Marijuana advocates argued the ban is harmful to medicinal marijuana patients and is potentially “classist” against low-income individuals who reside in multi-unit apartments within the city limits of San Francisco, issues they said override concerns about second-hand smoke.
Supervisor Rafael Mandelman spoke on behalf of the cannabis lobby, securing a blanket exemption to smoke and aerosol from cannabis-derived inhalants. With this exemption, tobacco and nicotine products are subject to the ban in a city where most of the adult population comprises renters of dwellings in multi-unit buildings — while marijuana is not.
Supervisor Dean Preston was the only member of the board to vote against the proposal at this stage. Preston’s dissent came from his belief that the board should take more time to study the issue and weigh the issues from all stakeholders, including several tenant special interest groups and property owners. Preston moved to postpone the vote, but the motion was defeated.
San Francisco was the first major U.S. city to ban the sale of all e-cigarettes within city limits, citing a temporary need for prohibition until long-term health effects are more apparent and the Food and Drug Administration implements stricter regulations on the products.
Under the new ordinance, the city’s Department of Public Health will be charged with enforcing the ban. Violators, primarily consumers, could face fines of up to $1,000 per day, while actual violations of the ordinance will not face mandatory eviction.
These fines add to the already high cost of housing in San Francisco for renters. For reference, Fortune Builders ranks San Francisco with the highest median rent for a one-bedroom apartment in the country, at $3,500 per month.

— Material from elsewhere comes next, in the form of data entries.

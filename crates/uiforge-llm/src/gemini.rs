//! Google Gemini `generateContent` backend.

use async_trait::async_trait;
use reqwest::{Client, StatusCode, header};
use serde::{Deserialize, Serialize};
use std::time::Duration;

use crate::backend::{Generation, GenerationRequest, Generator};
use crate::error::{LlmError, Result};

/// Default Gemini API base URL.
pub const DEFAULT_GEMINI_BASE: &str = "https://generativelanguage.googleapis.com/v1";

/// Default model.
pub const DEFAULT_GEMINI_MODEL: &str = "gemini-2.5-flash";

/// Default timeout for requests.
const DEFAULT_TIMEOUT_SECS: u64 = 60;

/// Environment variable holding the API key.
pub const GEMINI_API_KEY_ENV: &str = "GEMINI_API_KEY";

// ─────────────────────────────────────────────────────────────────────────────
// Configuration
// ─────────────────────────────────────────────────────────────────────────────

/// Configuration for the Gemini backend.
#[derive(Debug, Clone)]
pub struct GeminiConfig {
    /// API key, sent as the `key` query parameter.
    pub api_key: String,

    /// Base URL for the API.
    pub base_url: String,

    /// Model to use.
    pub model: String,

    /// Request timeout.
    pub timeout: Duration,
}

impl GeminiConfig {
    /// Create a config with default endpoint, model and timeout.
    pub fn new(api_key: impl Into<String>) -> Self {
        Self {
            api_key: api_key.into(),
            base_url: DEFAULT_GEMINI_BASE.to_string(),
            model: DEFAULT_GEMINI_MODEL.to_string(),
            timeout: Duration::from_secs(DEFAULT_TIMEOUT_SECS),
        }
    }

    /// Create config from the `GEMINI_API_KEY` environment variable.
    pub fn from_env() -> Result<Self> {
        let api_key = std::env::var(GEMINI_API_KEY_ENV).map_err(|_| {
            LlmError::Config(format!("{} environment variable not set", GEMINI_API_KEY_ENV))
        })?;
        Ok(Self::new(api_key))
    }

    /// Set a custom base URL.
    pub fn with_base_url(mut self, url: impl Into<String>) -> Self {
        self.base_url = url.into();
        self
    }

    /// Set the model.
    pub fn with_model(mut self, model: impl Into<String>) -> Self {
        self.model = model.into();
        self
    }

    /// Set request timeout.
    pub fn with_timeout(mut self, timeout: Duration) -> Self {
        self.timeout = timeout;
        self
    }
}

// ─────────────────────────────────────────────────────────────────────────────
// Backend
// ─────────────────────────────────────────────────────────────────────────────

/// Gemini text generation backend.
pub struct GeminiBackend {
    client: Client,
    config: GeminiConfig,
}

impl GeminiBackend {
    /// Create a backend with the given configuration.
    pub fn new(config: GeminiConfig) -> Result<Self> {
        if config.api_key.trim().is_empty() {
            return Err(LlmError::Config("Gemini API key is empty".to_string()));
        }

        let client = Client::builder()
            .timeout(config.timeout)
            .build()
            .map_err(|e| LlmError::Config(format!("Failed to create HTTP client: {}", e)))?;

        Ok(Self { client, config })
    }

    /// Create a backend from the environment.
    pub fn from_env() -> Result<Self> {
        Self::new(GeminiConfig::from_env()?)
    }

    /// The model this backend calls.
    pub fn model(&self) -> &str {
        &self.config.model
    }

    fn endpoint(&self) -> String {
        format!(
            "{}/models/{}:generateContent",
            self.config.base_url.trim_end_matches('/'),
            self.config.model
        )
    }

    fn map_send_error(&self, err: reqwest::Error) -> LlmError {
        if err.is_timeout() {
            LlmError::Timeout(self.config.timeout)
        } else if err.is_connect() {
            LlmError::Network(format!("Connection failed: {}", err.without_url()))
        } else {
            LlmError::Network(err.without_url().to_string())
        }
    }
}

#[async_trait]
impl Generator for GeminiBackend {
    async fn generate(&self, request: GenerationRequest) -> Result<Generation> {
        if request.prompt.trim().is_empty() {
            return Err(LlmError::InvalidRequest("prompt is empty".to_string()));
        }

        let body = GenerateContentRequest {
            contents: vec![Content {
                role: Some("user".to_string()),
                parts: vec![Part {
                    text: Some(request.to_prompt_text()),
                }],
            }],
        };

        tracing::debug!(
            model = %self.config.model,
            prompt_len = request.prompt.len(),
            has_context = request.context.is_some(),
            "Sending generation request"
        );

        let response = self
            .client
            .post(self.endpoint())
            .query(&[("key", self.config.api_key.as_str())])
            .header(header::CONTENT_TYPE, "application/json")
            .json(&body)
            .send()
            .await
            .map_err(|e| self.map_send_error(e))?;

        let status = response.status();
        let text = response.text().await.map_err(|e| self.map_send_error(e))?;

        if !status.is_success() {
            let message = error_message(&text);
            tracing::warn!(status = status.as_u16(), error = %message, "Gemini request failed");
            return Err(match status {
                StatusCode::TOO_MANY_REQUESTS => LlmError::RateLimited(message),
                StatusCode::REQUEST_TIMEOUT | StatusCode::GATEWAY_TIMEOUT => {
                    LlmError::Timeout(self.config.timeout)
                }
                _ => LlmError::Backend {
                    status: status.as_u16(),
                    message,
                },
            });
        }

        let parsed: GenerateContentResponse = serde_json::from_str(&text)?;
        let generation = parse_generation(parsed, &self.config.model)?;

        tracing::debug!(
            model = %generation.model,
            output_len = generation.text.len(),
            truncated = generation.truncated,
            "Generation complete"
        );
        Ok(generation)
    }

    fn name(&self) -> &str {
        "gemini"
    }
}

/// Extract the generated text from a successful response.
fn parse_generation(response: GenerateContentResponse, model: &str) -> Result<Generation> {
    let Some(candidate) = response.candidates.into_iter().next() else {
        return Err(LlmError::EmptyResponse);
    };

    let text: String = candidate
        .content
        .map(|c| c.parts.into_iter().filter_map(|p| p.text).collect())
        .unwrap_or_default();
    if text.trim().is_empty() {
        return Err(LlmError::EmptyResponse);
    }

    Ok(Generation {
        text,
        truncated: candidate.finish_reason.as_deref() == Some("MAX_TOKENS"),
        model: response.model_version.unwrap_or_else(|| model.to_string()),
    })
}

/// Best-effort message from an error body.
fn error_message(body: &str) -> String {
    serde_json::from_str::<ErrorEnvelope>(body)
        .map(|e| e.error.message)
        .unwrap_or_else(|_| body.chars().take(200).collect())
}

// ─────────────────────────────────────────────────────────────────────────────
// Wire Types
// ─────────────────────────────────────────────────────────────────────────────

#[derive(Debug, Serialize)]
struct GenerateContentRequest {
    contents: Vec<Content>,
}

#[derive(Debug, Serialize, Deserialize)]
struct Content {
    #[serde(default, skip_serializing_if = "Option::is_none")]
    role: Option<String>,
    #[serde(default)]
    parts: Vec<Part>,
}

#[derive(Debug, Serialize, Deserialize)]
struct Part {
    #[serde(default, skip_serializing_if = "Option::is_none")]
    text: Option<String>,
}

#[derive(Debug, Deserialize)]
#[serde(rename_all = "camelCase")]
struct GenerateContentResponse {
    #[serde(default)]
    candidates: Vec<Candidate>,
    #[serde(default)]
    model_version: Option<String>,
}

#[derive(Debug, Deserialize)]
#[serde(rename_all = "camelCase")]
struct Candidate {
    #[serde(default)]
    content: Option<Content>,
    #[serde(default)]
    finish_reason: Option<String>,
}

#[derive(Debug, Deserialize)]
struct ErrorEnvelope {
    error: ErrorBody,
}

#[derive(Debug, Deserialize)]
struct ErrorBody {
    #[serde(default)]
    message: String,
}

David Sweanor, a law professor at the University of Ottawa in Canada, told InsideSources this policy is a mistake.
“This is distressingly illiberal, particularly for a city that has been known for taking relatively enlightened approaches to public health issues,” Sweanor said. “This is a place that has worked to make viable low risk, non-combustible alternatives to cigarettes illegal, and is now looking to punish people for engaging in the behavior such policies force upon them.”
Tobacco control groups are in favor of Yee’s proposal. These groups include local chapters of the American Cancer Society Cancer Action Network and the American Lung Association.